## Work to be completed
Among the entries that follow, find the lines holding "VersionedStore" and say how many there are, with no other words.

━━━━━━━━━━━━━━━━━━━━━━━━━━━━━━

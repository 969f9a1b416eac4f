//! Repository factory for runtime backend selection.
//!
//! `STORAGE_MODE` picks between the in-memory tables and `PostgreSQL`. The
//! factory opens the pool and applies migrations before handing out
//! repositories, so a server never starts against an outdated schema.
//!
//! # Example
//!
//! ```ignore
//! let factory = RepositoryFactory::new(config.storage.clone());
//! let repositories = factory.create().await?;
//! let movies = ConcurrencyGuardedStore::new(repositories.movies.clone());
//! ```

use std::str::FromStr;
use std::sync::Arc;

use sqlx::PgPool;
use thiserror::Error;

use super::postgres::{self, PoolSettings};
use super::{
    InMemoryMovieRepository, InMemoryUserRepository, MovieRepository, PostgresMovieRepository,
    PostgresUserRepository, VersionedStore,
};
use crate::domain::User;

// =============================================================================
// Configuration Types
// =============================================================================

/// Storage backend for movies and users.
#[derive(Debug, Clone, Copy, PartialEq, Eq, Default)]
pub enum StorageMode {
    /// Process-local tables. Data is lost on restart.
    #[default]
    InMemory,
    /// `PostgreSQL` storage for production use.
    Postgres,
}

impl FromStr for StorageMode {
    type Err = ConfigurationError;

    fn from_str(value: &str) -> Result<Self, Self::Err> {
        match value.trim().to_lowercase().as_str() {
            "in_memory" | "inmemory" | "memory" => Ok(Self::InMemory),
            "postgres" | "postgresql" | "pg" => Ok(Self::Postgres),
            _ => Err(ConfigurationError::InvalidStorageMode(value.to_string())),
        }
    }
}

/// Settings consumed by [`RepositoryFactory`].
#[derive(Debug, Clone, Default)]
pub struct StorageConfig {
    pub mode: StorageMode,
    /// Required when `mode` is [`StorageMode::Postgres`].
    pub database: Option<PoolSettings>,
}

impl StorageConfig {
    /// In-memory storage, no database.
    #[must_use]
    pub fn in_memory() -> Self {
        Self::default()
    }

    /// Validates the configuration.
    ///
    /// # Errors
    ///
    /// Returns [`ConfigurationError::MissingDatabaseUrl`] when postgres mode
    /// has no usable database URL.
    pub fn validate(&self) -> Result<(), ConfigurationError> {
        let has_url = self
            .database
            .as_ref()
            .is_some_and(|settings| !settings.url.trim().is_empty());
        if self.mode == StorageMode::Postgres && !has_url {
            return Err(ConfigurationError::MissingDatabaseUrl);
        }
        Ok(())
    }
}

// =============================================================================
// Error Types
// =============================================================================

/// Invalid storage configuration.
#[derive(Debug, Error, Clone, PartialEq, Eq)]
pub enum ConfigurationError {
    #[error("Invalid storage mode: '{0}'. Expected 'in_memory' or 'postgres'")]
    InvalidStorageMode(String),

    #[error("DATABASE_URL environment variable is required when STORAGE_MODE=postgres")]
    MissingDatabaseUrl,
}

/// Errors that can occur during factory initialization.
#[derive(Debug, Error)]
pub enum FactoryError {
    #[error("Configuration error: {0}")]
    Configuration(#[from] ConfigurationError),

    #[error("Database connection error: {0}")]
    DatabaseConnection(String),

    #[error("Migration error: {0}")]
    Migration(String),
}

// =============================================================================
// Repository Factory
// =============================================================================

/// Collection of initialized repositories.
#[derive(Clone)]
pub struct Repositories {
    pub movies: Arc<dyn MovieRepository>,
    pub users: Arc<dyn VersionedStore<User>>,
    /// The pool behind the repositories, closed during shutdown.
    pub pool: Option<PgPool>,
}

impl std::fmt::Debug for Repositories {
    fn fmt(&self, formatter: &mut std::fmt::Formatter<'_>) -> std::fmt::Result {
        formatter
            .debug_struct("Repositories")
            .field("movies", &"Arc<dyn MovieRepository>")
            .field("users", &"Arc<dyn VersionedStore<User>>")
            .field("pool", &self.pool.is_some())
            .finish()
    }
}

impl Repositories {
    /// Fresh in-memory repositories.
    #[must_use]
    pub fn in_memory() -> Self {
        Self {
            movies: Arc::new(InMemoryMovieRepository::new()),
            users: Arc::new(InMemoryUserRepository::new()),
            pool: None,
        }
    }

    fn postgres(pool: PgPool) -> Self {
        Self {
            movies: Arc::new(PostgresMovieRepository::new(pool.clone())),
            users: Arc::new(PostgresUserRepository::new(pool.clone())),
            pool: Some(pool),
        }
    }
}

/// Creates repositories for the configured backend.
#[derive(Debug, Clone)]
pub struct RepositoryFactory {
    config: StorageConfig,
}

impl RepositoryFactory {
    #[must_use]
    pub const fn new(config: StorageConfig) -> Self {
        Self { config }
    }

    /// Creates all repositories based on the configuration.
    ///
    /// # Errors
    ///
    /// Returns `FactoryError` if the configuration is invalid, the database
    /// is unreachable or a migration fails.
    pub async fn create(&self) -> Result<Repositories, FactoryError> {
        self.config.validate()?;

        match self.config.mode {
            StorageMode::InMemory => {
                tracing::info!("Using in-memory storage");
                Ok(Repositories::in_memory())
            }
            StorageMode::Postgres => {
                let settings = self
                    .config
                    .database
                    .as_ref()
                    .ok_or(ConfigurationError::MissingDatabaseUrl)?;

                let pool = postgres::connect(settings)
                    .await
                    .map_err(|error| FactoryError::DatabaseConnection(error.to_string()))?;
                tracing::info!(
                    max_connections = settings.max_connections,
                    "Database connection pool established"
                );

                postgres::run_migrations(&pool)
                    .await
                    .map_err(|error| FactoryError::Migration(error.to_string()))?;
                tracing::info!("Database migrations applied");

                Ok(Repositories::postgres(pool))
            }
        }
    }
}

// =============================================================================
// Tests
// =============================================================================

━━━━━━━━━━━━━━━━━━━━━━━━━━━━━━

## Task answer
3